Da alcuni anni si sta affermando la cosiddetta “medicina circardiana” – conosciuta anche come cronoterapia o cronofarmacologia – che non solo studia le connessioni tra il nostro orologio biologico e il benessere dei nostri corpi, ma cerca di applicare le ricerche alla pratica. Se è noto, infatti, che certi farmaci – ad esempio – hanno un’efficacia maggiore se assunti in determinati momenti della giornata, secondo le ricerche questo non è l’unico aspetto che è influenzato dai nostri ritmi circadiani.

Già nel 2017, il 108° premio Nobel per la fisiologia o la medicina è stato assegnato a un trio di scienziati americani per le loro scoperte sui meccanismi molecolari che controllano i ritmi circadiani – in altre parole, l’orologio corporeo.

Secondo il comitato che ha assegnato loro il Nobel, Jeffrey C Hall, Michael Rosbash e Michael W Young sono stati riconosciuti per le loro scoperte che spiegano «come piante, animali e esseri umani adattano il loro ritmo biologico in modo che sia sincronizzato con le rivoluzioni della Terra». Quando c’è una discrepanza tra questo “orologio” interno e l’ambiente esterno, può influenzare il benessere dell’organismo – per esempio, negli esseri umani, quando sperimentiamo il jet lag.

Le ricerche sono proseguite e nel 2019 un articolo pubblicato su Nature spiegava:

Gli studi sul trascrittoma, sul metaboloma e sul proteoma dell’intero genoma hanno migliorato la nostra comprensione della regolazione circadiana. Questa conoscenza viene sfruttata per interventi comportamentali che ottimizzano i ritmi quotidiani, i tempi di somministrazione dei farmaci e il targeting dei componenti dell’orologio per prevenire o curare le malattie croniche.

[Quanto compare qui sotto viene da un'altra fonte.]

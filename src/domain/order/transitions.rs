use std::collections::{HashMap, HashSet};
use std::sync::Arc;

use super::errors::OrderError;
use super::value_objects::OrderStatus;

// ============================================================================
// Status Transition Table
// ============================================================================
//
// Each state maps to the set of states it may move to. A state with an
// empty set is terminal. The table is a value handed to the validator so
// tests can substitute their own rules.
//
// ============================================================================

#[derive(Debug, Clone, PartialEq, Eq)]
pub struct TransitionTable {
    allowed: HashMap<OrderStatus, HashSet<OrderStatus>>,
}

impl TransitionTable {
    /// Table with no allowed moves; every state is terminal.
    pub fn empty() -> Self {
        Self {
            allowed: OrderStatus::ALL.iter().map(|s| (*s, HashSet::new())).collect(),
        }
    }

    /// The production lifecycle: forward-only along
    /// `pending → confirmed → processing → shipped → delivered → completed`,
    /// with `cancelled` reachable from every non-terminal state.
    pub fn standard() -> Self {
        let mut table = Self::empty();
        for from in OrderStatus::ALL {
            if matches!(from, OrderStatus::Completed | OrderStatus::Cancelled) {
                continue;
            }
            let Some(rank) = from.forward_rank() else { continue };
            for to in OrderStatus::ALL {
                if to.forward_rank().is_some_and(|r| r > rank) {
                    table = table.allow(from, to);
                }
            }
            table = table.allow(from, OrderStatus::Cancelled);
        }
        table
    }

    /// Add one allowed move. Same-state moves are never recorded.
    pub fn allow(mut self, from: OrderStatus, to: OrderStatus) -> Self {
        if from != to {
            self.allowed.entry(from).or_default().insert(to);
        }
        self
    }

    pub fn allows(&self, from: OrderStatus, to: OrderStatus) -> bool {
        self.allowed.get(&from).is_some_and(|next| next.contains(&to))
    }

    pub fn is_terminal(&self, status: OrderStatus) -> bool {
        self.allowed.get(&status).map_or(true, |next| next.is_empty())
    }

    /// Allowed targets in canonical declaration order.
    pub fn next_states(&self, from: OrderStatus) -> Vec<OrderStatus> {
        OrderStatus::ALL
            .iter()
            .copied()
            .filter(|to| self.allows(from, *to))
            .collect()
    }
}

impl Default for TransitionTable {
    fn default() -> Self {
        Self::standard()
    }
}

// ============================================================================
// Transition Validator
// ============================================================================

#[derive(Debug, Clone)]
pub struct TransitionValidator {
    table: Arc<TransitionTable>,
}

impl TransitionValidator {
    pub fn new(table: Arc<TransitionTable>) -> Self {
        Self { table }
    }

    pub fn table(&self) -> &TransitionTable {
        &self.table
    }

    pub fn is_valid_transition(&self, current: OrderStatus, requested: OrderStatus) -> bool {
        current != requested && self.table.allows(current, requested)
    }

    pub fn validate(&self, current: OrderStatus, requested: OrderStatus) -> Result<(), OrderError> {
        if self.is_valid_transition(current, requested) {
            Ok(())
        } else {
            Err(OrderError::InvalidTransition {
                from: current,
                to: requested,
            })
        }
    }

    pub fn next_states(&self, current: OrderStatus) -> Vec<OrderStatus> {
        self.table.next_states(current)
    }
}

impl Default for TransitionValidator {
    fn default() -> Self {
        Self::new(Arc::new(TransitionTable::standard()))
    }
}

// ============================================================================
// Unit Tests
// ============================================================================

Un numero sempre maggiore di ricerche mostra che l’ora del giorno in cui trattiamo la malattia può essere cruciale e che è possibile individuare l’ora del giorno in cui una certa malattia è peggiore. Non solo: l’orario può influenzare addirittura l’efficacia del vaccini. Come ha ricordato Amelia Tait nell’articolo Time for your medicine: unlocking the power of our body clocks sul Guardian,

La cronofarmacologia è un campo pieno di studi sbalorditivi da tirare fuori al pub: nel 2011, i ricercatori dell’Università di Birmingham hanno monitorato le persone che avevano le loro colpi influenzali al mattino rispetto a quelle che le avevano nel pomeriggio. Un mese dopo, i pazienti che hanno ricevuto la vaccinazione tra le 9 e le 11 avevano livelli più alti di anticorpi anti-influenza rispetto ai pazienti colpiti tra le 15:00 e le 17:00.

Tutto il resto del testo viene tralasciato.